# [Problem statement]
Please reproduce exactly the lines from the start of the records through the one containing "Path to session_*.json[.gz]", and nothing more.

# [Records for processing]
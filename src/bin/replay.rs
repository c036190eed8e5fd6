use std::path::{Path, PathBuf};

use clap::Parser;
use serde_json::json;

use flight_attitude::filters::AttitudeFilter;
use flight_attitude::session::load_session;
use flight_attitude::types::Vec3;
use flight_attitude::{AttitudeEngine, FilterKind};

#[derive(Parser, Debug)]
struct Args {
    /// Path to session_*.json[.gz]
    #[arg(long, conflicts_with = "session_dir")]
    session: Option<PathBuf>,

    /// Directory of sessions to batch replay (processes session_*.json[.gz])
    #[arg(long)]
    session_dir: Option<PathBuf>,

    /// Override the recorded filter variant
    #[arg(long, value_enum)]
    filter: Option<FilterKind>,

    /// Override the gradient-descent gain
    #[arg(long)]
    beta: Option<f64>,

    /// Override the bias filter gain
    #[arg(long)]
    bias_gain: Option<f64>,

    /// Override the smoothing window
    #[arg(long)]
    smoothing_window: Option<usize>,

    /// Treat the first N samples as stationary and estimate the gyro offset
    #[arg(long, default_value = "0")]
    calibrate: usize,
}

fn run_once(path: &Path, args: &Args) -> anyhow::Result<serde_json::Value> {
    let session = load_session(path)?;

    let mut config = session.config.clone();
    if let Some(filter) = args.filter {
        config.filter = filter;
    }
    if let Some(beta) = args.beta {
        config.beta = beta;
    }
    if let Some(gain) = args.bias_gain {
        config.bias_gain = gain;
    }
    if let Some(window) = args.smoothing_window {
        config.smoothing_window = window;
    }

    let mut engine = AttitudeEngine::new(config)?;
    let calibration_len = args.calibrate.min(session.samples.len());
    let offset = if calibration_len > 0 {
        engine.calibrate_gyro(&session.samples[..calibration_len])
    } else {
        Vec3::from(engine.config().gyro_offset)
    };

    let mut rejected = 0usize;
    let mut lag_sum = 0.0;
    let mut lag_max: f64 = 0.0;
    let mut processed = 0usize;

    for sample in &session.samples[calibration_len..] {
        match engine.process(sample) {
            Ok(estimate) => {
                let lag = estimate.orientation.angle_to(&estimate.smoothed.normalize());
                lag_sum += lag;
                lag_max = lag_max.max(lag);
                processed += 1;
            }
            Err(e) => {
                rejected += 1;
                log::warn!("sample at {:.3}s rejected: {}", sample.timestamp, e);
            }
        }
    }

    let q = engine.filter().orientation();
    let (roll, pitch, yaw) = q.to_euler();
    let bias = engine.filter().gyro_bias().map(|b| [b.x, b.y, b.z]);
    let mean_lag = if processed > 0 { lag_sum / processed as f64 } else { 0.0 };

    Ok(json!({
        "session": path.display().to_string(),
        "started_at": session.started_at,
        "filter": engine.filter().name(),
        "duration_s": session.duration(),
        "samples": session.samples.len(),
        "calibration_samples": calibration_len,
        "gyro_offset": [offset.x, offset.y, offset.z],
        "processed": processed,
        "rejected": rejected,
        "final_quaternion": q.to_array(),
        "final_euler_deg": [roll.to_degrees(), pitch.to_degrees(), yaw.to_degrees()],
        "gyro_bias": bias,
        "mean_smoothing_lag_rad": mean_lag,
        "max_smoothing_lag_rad": lag_max
    }))
}

fn main() -> anyhow::Result<()> {
    env_logger::Builder::from_env(env_logger::Env::default().default_filter_or("info")).init();
    let args = Args::parse();
    let mut results = Vec::new();

    if let Some(dir) = args.session_dir.as_ref() {
        for entry in std::fs::read_dir(dir)? {
            let entry = entry?;
            let path = entry.path();
            if !path.is_file() {
                continue;
            }
            let name = path.file_name().and_then(|n| n.to_str()).unwrap_or("");
            if !(name.starts_with("session_") && (name.ends_with(".json") || name.ends_with(".json.gz"))) {
                continue;
            }
            match run_once(&path, &args) {
                Ok(res) => results.push(res),
                Err(e) => log::error!("Failed {}: {}", path.display(), e),
            }
        }
    } else if let Some(session) = args.session.as_ref() {
        results.push(run_once(session, &args)?);
    } else {
        anyhow::bail!("Provide --session or --session-dir");
    }

    println!("{}", serde_json::to_string_pretty(&results)?);
    Ok(())
}
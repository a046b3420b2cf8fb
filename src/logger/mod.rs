//! Logger module
//!
//! Provides logging utilities for the file server:
//! - Startup and shutdown banner
//! - Access logging in Common Log Format
//! - Error and warning logging
//!
//! Informational and access lines go to stdout, errors and warnings to stderr.

mod format;

pub use format::AccessLogEntry;

use std::net::SocketAddr;
use std::path::Path;

pub const SHUTDOWN_LINE: &str = "Server stopped.";

/// Write to info log
fn write_info(message: &str) {
    println!("{message}");
}

/// Write to error log
fn write_error(message: &str) {
    eprintln!("{message}");
}

/// Write to access log
fn write_access(message: &str) {
    println!("{message}");
}

pub fn serving_directory_line(root: &Path) -> String {
    format!("Serving files from directory: {}", root.display())
}

pub fn serving_url_line(addr: &SocketAddr) -> String {
    format!("Serving at http://{addr}")
}

pub fn log_serving_directory(root: &Path) {
    write_info(&serving_directory_line(root));
}

pub fn log_serving_url(addr: &SocketAddr) {
    write_info(&serving_url_line(addr));
}

pub fn log_shutdown() {
    write_info(&format!("\n{SHUTDOWN_LINE}"));
}

pub fn log_interrupt_received() {
    write_info("[SIGNAL] Interrupt received, finishing current request");
}

pub fn log_connection_error(err: &impl std::fmt::Debug) {
    write_error(&format!("[ERROR] Failed to serve connection: {err:?}"));
}

pub fn log_error(message: &str) {
    write_error(&format!("[ERROR] {message}"));
}

pub fn log_warning(message: &str) {
    write_error(&format!("[WARN] {message}"));
}

pub fn log_access(entry: &AccessLogEntry) {
    write_access(&entry.to_string());
}

#[cfg(test)]
mod tests {
    use super::*;

    #[test]
    fn test_banner_lines() {
        assert_eq!(
            serving_directory_line(Path::new("/srv/www")),
            "Serving files from directory: /srv/www"
        );
        assert_eq!(
            serving_url_line(&"127.0.0.1:8000".parse().unwrap()),
            "Serving at http://127.0.0.1:8000"
        );
        assert_eq!(SHUTDOWN_LINE, "Server stopped.");
    }
}
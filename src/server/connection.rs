// Connection handling module
// Serves a single TCP connection to completion

use hyper::server::conn::http1;
use hyper::service::service_fn;
use hyper_util::rt::TokioIo;
use std::net::SocketAddr;
use tokio::net::TcpStream;

use crate::handler::StaticHandler;
use crate::logger;

/// Serve one connection inline.
///
/// Keep-alive is disabled: one request per connection, so a connection never
/// holds the accept loop longer than a single exchange. No timeout is applied.
///
/// Shutdown is best-effort: the interrupt is only observed between
/// connections, and `tokio::signal::ctrl_c` keeps its SIGINT handler installed
/// for the rest of the process, so a second Ctrl+C cannot end a loop stalled
/// here by a slow client.
pub async fn serve_connection(stream: TcpStream, peer_addr: SocketAddr, handler: &StaticHandler) {
    let io = TokioIo::new(stream);

    let mut builder = http1::Builder::new();
    builder.keep_alive(false);

    let conn = builder.serve_connection(io, service_fn(move |req| handler.handle(req, peer_addr)));

    if let Err(err) = conn.await {
        logger::log_connection_error(&err);
    }
}
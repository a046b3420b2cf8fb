//! Request dispatch module
//!
//! Entry point for HTTP request processing: method validation, header
//! extraction, dispatch to static file serving and access logging.

use crate::config::Config;
use crate::error::{Result, ServerError};
use crate::handler::static_files;
use crate::http::{self, ResponseBody};
use crate::logger::{self, AccessLogEntry};
use hyper::header::{HeaderValue, CONTENT_LENGTH, IF_MODIFIED_SINCE, IF_NONE_MATCH, SERVER};
use hyper::http::request::Parts;
use hyper::{Method, Request, Response, StatusCode};
use std::convert::Infallible;
use std::net::SocketAddr;
use std::path::{Path, PathBuf};

const SERVER_NAME: &str = concat!("loopback-fileserver/", env!("CARGO_PKG_VERSION"));

/// Request context encapsulating information needed for request processing
pub struct RequestContext<'a> {
    /// Raw (still percent-encoded) path
    pub path: &'a str,
    pub query: Option<&'a str>,
    pub is_head: bool,
    pub if_modified_since: Option<String>,
    pub has_if_none_match: bool,
}

impl<'a> RequestContext<'a> {
    pub fn from_parts(parts: &'a Parts) -> Self {
        let headers = &parts.headers;
        Self {
            path: parts.uri.path(),
            query: parts.uri.query(),
            is_head: parts.method == Method::HEAD,
            if_modified_since: headers
                .get(IF_MODIFIED_SINCE)
                .and_then(|v| v.to_str().ok())
                .map(ToString::to_string),
            has_if_none_match: headers.contains_key(IF_NONE_MATCH),
        }
    }
}

/// Serves files below one root directory.
///
/// Holds the resolved root; shared read-only by every request.
#[derive(Debug, Clone)]
pub struct StaticHandler {
    root: PathBuf,
}

impl StaticHandler {
    /// Resolve the configured root to an absolute, canonical directory
    pub fn new(config: &Config) -> Result<Self> {
        let root_err = |source| ServerError::RootDirectory {
            path: PathBuf::from(&config.server.root),
            source,
        };

        let root = std::fs::canonicalize(&config.server.root).map_err(root_err)?;
        if !root.is_dir() {
            return Err(root_err(std::io::Error::new(
                std::io::ErrorKind::InvalidInput,
                "not a directory",
            )));
        }

        Ok(Self { root })
    }

    /// Absolute served root
    pub fn root(&self) -> &Path {
        &self.root
    }

    /// Handle one request from `peer`, writing the access log line afterwards
    pub async fn handle<B>(
        &self,
        req: Request<B>,
        peer: SocketAddr,
    ) -> std::result::Result<Response<ResponseBody>, Infallible> {
        // The body is never read
        let (parts, _) = req.into_parts();
        let mut entry = AccessLogEntry::from_request(peer, &parts.method, &parts.uri, parts.version);

        let response = self.respond(&parts).await;

        entry.status = response.status().as_u16();
        entry.body_bytes = sent_body_bytes(&parts.method, &response);
        logger::log_access(&entry);

        Ok(response)
    }

    /// Build the response for a request without logging it
    pub async fn respond(&self, parts: &Parts) -> Response<ResponseBody> {
        let mut response = match &parts.method {
            &Method::GET | &Method::HEAD => {
                let ctx = RequestContext::from_parts(parts);
                static_files::serve(&ctx, &self.root).await
            }
            method => {
                logger::log_warning(&format!("Unsupported method: {method}"));
                http::build_501_response()
            }
        };

        response
            .headers_mut()
            .insert(SERVER, HeaderValue::from_static(SERVER_NAME));
        response
    }
}

/// Body size for the access log, taken from `Content-Length`
fn sent_body_bytes(method: &Method, response: &Response<ResponseBody>) -> Option<u64> {
    if method == Method::HEAD || response.status() == StatusCode::NOT_MODIFIED {
        return None;
    }
    response
        .headers()
        .get(CONTENT_LENGTH)
        .and_then(|v| v.to_str().ok())
        .and_then(|v| v.parse().ok())
        .filter(|&n| n > 0)
}
//! Static file server bound to the loopback interface.
//!
//! Serves the process working directory on `http://127.0.0.1:8000` until
//! interrupted.

pub mod config;
pub mod error;
pub mod handler;
pub mod http;
pub mod logger;
pub mod server;

pub use error::{Result, ServerError};
pub use server::Server;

# [Output for this exercise]
filename src/bin/replay.rs
repository c036190eed8e5fd6
use std::path::{Path, PathBuf};

use clap::Parser;
use serde_json::json;

use flight_attitude::filters::AttitudeFilter;
use flight_attitude::session::load_session;
use flight_attitude::types::Vec3;
use flight_attitude::{AttitudeEngine, FilterKind};

#[derive(Parser, Debug)]
struct Args {
    /// Path to session_*.json[.gz]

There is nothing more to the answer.